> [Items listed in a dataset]
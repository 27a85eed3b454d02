//! Pluggable request execution.
//!
//! The client never performs I/O itself. Browser builds hand requests to
//! `fetch`, server builds to their HTTP stack, tests to a canned responder.

use async_trait::async_trait;

use crate::{FetchError, RequestBuilder, Response};

/// Executes finished requests.
///
/// Runs on a single-threaded event loop, so futures are not `Send`.
#[async_trait(?Send)]
pub trait Transport {
    /// Send the request and wait for the full response.
    async fn execute(&self, request: RequestBuilder) -> Result<Response, FetchError>;
}

/// A transport that refuses every request.
///
/// Useful as a placeholder before the platform transport is wired in.
#[derive(Debug, Default, Clone, Copy)]
pub struct OfflineTransport;

#[async_trait(?Send)]
impl Transport for OfflineTransport {
    async fn execute(&self, request: RequestBuilder) -> Result<Response, FetchError> {
        Err(FetchError::Transport(format!(
            "offline: {} {}",
            request.method().as_str(),
            request.url()
        )))
    }
}
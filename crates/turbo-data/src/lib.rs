//! HTTP client utilities for TurboCommerce.
//!
//! Provides a small builder API over a pluggable [`Transport`], with helpers
//! for the body encodings storefront endpoints expect (JSON, urlencoded
//! forms, multipart forms) and for their `{ "data": ... }` envelopes.
//!
//! # Example
//!
//! ```rust,ignore
//! use turbo_data::FetchClient;
//!
//! let client = FetchClient::new(browser_transport).with_base_url("https://shop.example");
//!
//! let response = client
//!     .post("/remote/v1/product-attributes/77")
//!     .header("X-Requested-With", "XMLHttpRequest")
//!     .form([("attribute[12]", "101")])
//!     .send()
//!     .await?
//!     .error_for_status()?;
//!
//! let data: serde_json::Value = response.data()?;
//! ```

mod error;
mod request;
mod response;
mod transport;

use std::collections::HashMap;
use std::rc::Rc;

pub use error::FetchError;
pub use request::{Method, RequestBuilder};
pub use response::Response;
pub use transport::{OfflineTransport, Transport};

/// HTTP client for making outbound requests.
#[derive(Clone)]
pub struct FetchClient {
    base_url: Option<String>,
    default_headers: HashMap<String, String>,
    transport: Rc<dyn Transport>,
}

impl std::fmt::Debug for FetchClient {
    fn fmt(&self, f: &mut std::fmt::Formatter<'_>) -> std::fmt::Result {
        f.debug_struct("FetchClient")
            .field("base_url", &self.base_url)
            .field("default_headers", &self.default_headers)
            .finish_non_exhaustive()
    }
}

impl FetchClient {
    /// Create a new HTTP client sending through `transport`.
    pub fn new(transport: impl Transport + 'static) -> Self {
        Self::from_shared(Rc::new(transport))
    }

    /// Create a client from an already shared transport.
    pub fn from_shared(transport: Rc<dyn Transport>) -> Self {
        Self {
            base_url: None,
            default_headers: HashMap::new(),
            transport,
        }
    }

    /// Create a client with a base URL that will be prepended to relative URLs.
    pub fn with_base_url(mut self, base_url: impl Into<String>) -> Self {
        let base_url = base_url.into();
        self.base_url = (!base_url.is_empty()).then_some(base_url);
        self
    }

    /// Add a default header that will be included in all requests.
    pub fn with_default_header(
        mut self,
        key: impl Into<String>,
        value: impl Into<String>,
    ) -> Self {
        self.default_headers.insert(key.into(), value.into());
        self
    }

    /// Create a GET request.
    pub fn get(&self, url: impl Into<String>) -> ClientRequestBuilder {
        self.request(Method::Get, url)
    }

    /// Create a POST request.
    pub fn post(&self, url: impl Into<String>) -> ClientRequestBuilder {
        self.request(Method::Post, url)
    }

    /// Create a request with a custom method.
    pub fn request(&self, method: Method, url: impl Into<String>) -> ClientRequestBuilder {
        let url = url.into();
        let full_url = match &self.base_url {
            Some(base) => {
                if url.starts_with("http://") || url.starts_with("https://") {
                    url
                } else {
                    format!("{}{}", base.trim_end_matches('/'), url)
                }
            }
            None => url,
        };

        let mut builder = RequestBuilder::new(method, full_url);
        for (key, value) in &self.default_headers {
            builder = builder.header(key.clone(), value.clone());
        }

        ClientRequestBuilder {
            builder,
            transport: Rc::clone(&self.transport),
        }
    }
}

/// A request builder bound to a client.
pub struct ClientRequestBuilder {
    builder: RequestBuilder,
    transport: Rc<dyn Transport>,
}

impl ClientRequestBuilder {
    /// Add a header to the request.
    pub fn header(mut self, key: impl Into<String>, value: impl Into<String>) -> Self {
        self.builder = self.builder.header(key, value);
        self
    }

    /// Set the request body as raw bytes.
    pub fn body(mut self, body: impl Into<Vec<u8>>) -> Self {
        self.builder = self.builder.body(body);
        self
    }

    /// Set the request body as JSON.
    pub fn json<T: serde::Serialize>(mut self, value: &T) -> Result<Self, FetchError> {
        self.builder = self.builder.json(value)?;
        Ok(self)
    }

    /// Set an already-encoded urlencoded body.
    pub fn form_encoded(mut self, encoded: impl Into<String>) -> Self {
        self.builder = self.builder.form_encoded(encoded);
        self
    }

    /// Encode pairs as a urlencoded body.
    pub fn form<'a>(mut self, pairs: impl IntoIterator<Item = (&'a str, &'a str)>) -> Self {
        self.builder = self.builder.form(pairs);
        self
    }

    /// Encode pairs as a multipart body.
    pub fn multipart<'a>(mut self, pairs: impl IntoIterator<Item = (&'a str, &'a str)>) -> Self {
        self.builder = self.builder.multipart(pairs);
        self
    }

    /// Set the Accept header.
    pub fn accept(mut self, content_type: impl Into<String>) -> Self {
        self.builder = self.builder.accept(content_type);
        self
    }

    /// Send the request and return the response.
    pub async fn send(self) -> Result<Response, FetchError> {
        self.transport.execute(self.builder).await
    }
}

/// Prelude for convenient imports.
pub mod prelude {
    pub use crate::{FetchClient, FetchError, Method, Response, Transport};
}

> [Brief] The answer should be all the entries, restated with no word changed.

> [Your solution]
repository 27a85eed3b454d02
//! Pluggable request execution.
//!
//! The client never performs I/O itself. Browser builds hand requests to
//! `fetch`, server builds to their HTTP stack, tests to a canned responder.

use async_trait::async_trait;

use crate::{FetchError, RequestBuilder, Response};

/// Executes finished requests.
///
/// Runs on a single-threaded event loop, so futures are not `Send`.
#[async_trait(?Send)]
pub trait Transport {
    /// Send the request and wait for the full response.
    async fn execute(&self, request: RequestBuilder) -> Result<Response, FetchError>;
}

/// A transport that refuses every request.
///
/// Useful as a placeholder before the platform transport is wired in.
#[derive(Debug, Default, Clone, Copy)]
pub struct OfflineTransport;

#[async_trait(?Send)]
impl Transport for OfflineTransport {
    async fn execute(&self, request: RequestBuilder) -> Result<Response, FetchError> {
        Err(FetchError::Transport(format!(
            "offline: {} {}",
            request.method().as_str(),
            request.url()
        )))
    }
}
filename crates/turbo-data/src/lib.rs
//! HTTP client utilities for TurboCommerce.
//!
//! Provides a small builder API over a pluggable [`Transport`], with helpers
//! for the body encodings storefront endpoints expect (JSON, urlencoded
//! forms, multipart forms) and for their `{ "data": ... }` envelopes.
//!
//! # Example
//!
//! ```rust,ignore
//! use turbo_data::FetchClient;
//!
//! let client = FetchClient::new(browser_transport).with_base_url("https://shop.example");
//!
//! let response = client
//!     .post("/remote/v1/product-attributes/77")
//!     .header("X-Requested-With", "XMLHttpRequest")
//!     .form([("attribute[12]", "101")])
//!     .send()
//!     .await?
//!     .error_for_status()?;
//!
//! let data: serde_json::Value = response.data()?;
//! ```

mod error;
mod request;
mod response;
mod transport;

use std::collections::HashMap;
use std::rc::Rc;

pub use error::FetchError;
pub use request::{Method, RequestBuilder};
pub use response::Response;
pub use transport::{OfflineTransport, Transport};

/// HTTP client for making outbound requests.
#[derive(Clone)]
pub struct FetchClient {
    base_url: Option<String>,
    default_headers: HashMap<String, String>,
    transport: Rc<dyn Transport>,
}

impl std::fmt::Debug for FetchClient {
    fn fmt(&self, f: &mut std::fmt::Formatter<'_>) -> std::fmt::Result {
        f.debug_struct("FetchClient")
            .field("base_url", &self.base_url)
            .field("default_headers", &self.default_headers)
            .finish_non_exhaustive()
    }
}

impl FetchClient {
    /// Create a new HTTP client sending through `transport`.
    pub fn new(transport: impl Transport + 'static) -> Self {
        Self::from_shared(Rc::new(transport))
    }

    /// Create a client from an already shared transport.
    pub fn from_shared(transport: Rc<dyn Transport>) -> Self {
        Self {
            base_url: None,
            default_headers: HashMap::new(),
            transport,
        }
    }

    /// Create a client with a base URL that will be prepended to relative URLs.
    pub fn with_base_url(mut self, base_url: impl Into<String>) -> Self {
        let base_url = base_url.into();
        self.base_url = (!base_url.is_empty()).then_some(base_url);
        self
    }

    /// Add a default header that will be included in all requests.
    pub fn with_default_header(
        mut self,
        key: impl Into<String>,
        value: impl Into<String>,
    ) -> Self {
        self.default_headers.insert(key.into(), value.into());
        self
    }

    /// Create a GET request.
    pub fn get(&self, url: impl Into<String>) -> ClientRequestBuilder {
        self.request(Method::Get, url)
    }

    /// Create a POST request.
    pub fn post(&self, url: impl Into<String>) -> ClientRequestBuilder {
        self.request(Method::Post, url)
    }

    /// Create a request with a custom method.
    pub fn request(&self, method: Method, url: impl Into<String>) -> ClientRequestBuilder {
        let url = url.into();
        let full_url = match &self.base_url {
            Some(base) => {
                if url.starts_with("http://") || url.starts_with("https://") {
                    url
                } else {
                    format!("{}{}", base.trim_end_matches('/'), url)
                }
            }
            None => url,
        };

        let mut builder = RequestBuilder::new(method, full_url);
        for (key, value) in &self.default_headers {
            builder = builder.header(key.clone(), value.clone());
        }

        ClientRequestBuilder {
            builder,
            transport: Rc::clone(&self.transport),
        }
    }
}

/// A request builder bound to a client.
pub struct ClientRequestBuilder {
    builder: RequestBuilder,
    transport: Rc<dyn Transport>,
}

impl ClientRequestBuilder {
    /// Add a header to the request.
    pub fn header(mut self, key: impl Into<String>, value: impl Into<String>) -> Self {
        self.builder = self.builder.header(key, value);
        self
    }

    /// Set the request body as raw bytes.
    pub fn body(mut self, body: impl Into<Vec<u8>>) -> Self {
        self.builder = self.builder.body(body);
        self
    }

    /// Set the request body as JSON.
    pub fn json<T: serde::Serialize>(mut self, value: &T) -> Result<Self, FetchError> {
        self.builder = self.builder.json(value)?;
        Ok(self)
    }

    /// Set an already-encoded urlencoded body.
    pub fn form_encoded(mut self, encoded: impl Into<String>) -> Self {
        self.builder = self.builder.form_encoded(encoded);
        self
    }

    /// Encode pairs as a urlencoded body.
    pub fn form<'a>(mut self, pairs: impl IntoIterator<Item = (&'a str, &'a str)>) -> Self {
        self.builder = self.builder.form(pairs);
        self
    }

    /// Encode pairs as a multipart body.
    pub fn multipart<'a>(mut self, pairs: impl IntoIterator<Item = (&'a str, &'a str)>) -> Self {
        self.builder = self.builder.multipart(pairs);
        self
    }

    /// Set the Accept header.
    pub fn accept(mut self, content_type: impl Into<String>) -> Self {
        self.builder = self.builder.accept(content_type);
        self
    }

    /// Send the request and return the response.
    pub async fn send(self) -> Result<Response, FetchError> {
        self.transport.execute(self.builder).await
    }
}

/// Prelude for convenient imports.
pub mod prelude {
    pub use crate::{FetchClient, FetchError, Method, Response, Transport};
}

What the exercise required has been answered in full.